# 5-MapReduce
This tutorial demonstrates how to use Map and Reduce to count the number of atoms in a structure.

In [1]:
from pyspark import SparkContext
from pyspark.sql import SparkSession
from mmtfPyspark.io import mmtfReader

### Configure Spark

In [2]:
spark = SparkSession.builder.master("local[4]").appName("5-MapReduce").getOrCreate()
sc = spark.sparkContext

### Read PDB structures

In [3]:
path = "../resources/mmtf_full_sample"

pdb = mmtfReader.read_sequence_file(path, sc)

## Map
Use a lambda expression to get the number of atoms for each entry.
The variable t represents a tuple (PDB ID, mmtfStructure)

* t[0]: PDB ID
* t[1]: mtfStructure

In [4]:
num_atoms = pdb.map(lambda t: t[1].num_atoms)

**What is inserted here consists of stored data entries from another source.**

//! Top navigation bar
//!
//! Role links for signed-in users, the unread notification badge with its dropdown,
//! and the user menu.

use leptos::prelude::*;
use leptos::task::spawn_local;
use leptos_router::components::A;

use crate::core::api::NotificationApi;
use crate::core::models::Notification;
use crate::core::routes::AppRoute;
use crate::ui::auth::{UserMenu, use_auth_context};
use crate::ui::common::{EmptyState, InlineSpinner};
use crate::ui::icon::{Icon, icons};
use crate::ui::notifications::use_toasts;

#[component]
pub fn Navbar() -> impl IntoView {
    let auth = use_auth_context();

    let links = move || {
        auth.role()
            .map(AppRoute::nav_links)
            .unwrap_or_default()
            .into_iter()
            .map(|route| {
                view! {
                    <A href=route.path() attr:class="nav-link">{route.title()}</A>
                }
            })
            .collect_view()
    };

    view! {
        <header class="navbar">
            <A href=AppRoute::Landing.path() attr:class="navbar-brand">
                <Icon name=icons::BRIEFCASE class="icon-brand" />
                "GigBoard"
            </A>
            <nav class="navbar-links">{links}</nav>
            <div class="navbar-actions">
                <Show when=move || auth.is_authenticated()>
                    <NotificationBell />
                </Show>
                <UserMenu />
            </div>
        </header>
    }
}

/// Bell with the unread count, refreshed on a timer while signed in
#[component]
fn NotificationBell() -> impl IntoView {
    let auth = use_auth_context();
    let unread = RwSignal::new(0u32);
    let open = RwSignal::new(false);

    let refresh_count = move || {
        let client = auth.client();
        spawn_local(async move {
            match NotificationApi::new(&client).unread_count().await {
                Ok(count) => unread.set(count),
                Err(err) => leptos::logging::warn!("Unread count unavailable: {}", err),
            }
        });
    };

    #[cfg(feature = "hydrate")]
    {
        use gloo_timers::callback::Interval;

        let interval_ms = auth
            .client()
            .config()
            .unread_poll_interval_ms;
        refresh_count();
        let timer = StoredValue::new_local(Some(Interval::new(interval_ms, refresh_count)));
        on_cleanup(move || {
            // Dropping the interval cancels it
            timer.try_update_value(|timer| timer.take());
        });
    }

    view! {
        <div class="notification-bell">
            <button
                class="btn-icon"
                aria-label="Notifications"
                on:click=move |_| open.update(|v| *v = !*v)
            >
                <Icon name=icons::BELL class="icon-text" />
                {move || {
                    let count = unread.get();
                    (count > 0).then(|| {
                        let label = if count > 99 { "99+".to_string() } else { count.to_string() };
                        view! { <span class="badge">{label}</span> }
                    })
                }}
            </button>
            <Show when=move || open.get()>
                <NotificationPanel on_change=Callback::new(move |_| refresh_count()) />
            </Show>
        </div>
    }
}

/// Dropdown listing recent notifications
#[component]
fn NotificationPanel(on_change: Callback<()>) -> impl IntoView {
    let auth = use_auth_context();
    let toasts = use_toasts();

    let items = RwSignal::new(Vec::<Notification>::new());
    let loading = RwSignal::new(true);
    let reload = RwSignal::new(0u32);

    Effect::new(move |_| {
        reload.track();
        let client = auth.client();
        spawn_local(async move {
            loading.set(true);
            // Failures already surface as toasts
            if let Ok(list) = NotificationApi::new(&client).list(false).await {
                items.set(list);
            }
            loading.set(false);
        });
    });

    let mark_read = move |id: i64| {
        let client = auth.client();
        spawn_local(async move {
            if NotificationApi::new(&client).mark_read(id).await.is_ok() {
                items.update(|list| {
                    if let Some(item) = list.iter_mut().find(|n| n.id == id) {
                        item.is_read = true;
                    }
                });
                on_change.run(());
            }
        });
    };

    let mark_all_read = move |_: leptos::ev::MouseEvent| {
        let client = auth.client();
        spawn_local(async move {
            if NotificationApi::new(&client).mark_all_read().await.is_ok() {
                toasts.success("Notifications", "All notifications marked as read");
                reload.update(|n| *n += 1);
                on_change.run(());
            }
        });
    };

    view! {
        <div class="notification-panel">
            <div class="notification-panel-header">
                <span>"Notifications"</span>
                <button class="btn-link" on:click=mark_all_read>"Mark all read"</button>
            </div>
            {move || {
                if loading.get() {
                    view! { <div class="notification-panel-loading"><InlineSpinner /></div> }.into_any()
                } else if items.with(Vec::is_empty) {
                    view! { <EmptyState title="You're all caught up" /> }.into_any()
                } else {
                    items
                        .get()
                        .into_iter()
                        .map(|item| {
                            let id = item.id;
                            view! {
                                <div class="notification-item" class:notification-unread=!item.is_read>
                                    <div class="notification-item-body">
                                        <p class="notification-item-title">{item.title}</p>
                                        <p class="notification-item-message">{item.message}</p>
                                    </div>
                                    {(!item.is_read).then(|| view! {
                                        <button
                                            class="btn-icon"
                                            aria-label="Mark as read"
                                            on:click=move |_| mark_read(id)
                                        >
                                            <Icon name=icons::CHECK class="icon-text" />
                                        </button>
                                    })}
                                </div>
                            }
                        })
                        .collect_view()
                        .into_any()
                }
            }}
        </div>
    }
}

Print the number of atoms for 10 entries

In [5]:
num_atoms.take(10)

[3099, 2111, 1379, 2730, 2183, 1657, 2220, 2997, 4891, 8873]

## Reduce
Use the reduce method with a summation function defined as a lambda expression

In [6]:
num_atoms.reduce(lambda a, b: a+b)

34248081

In [7]:
spark.stop()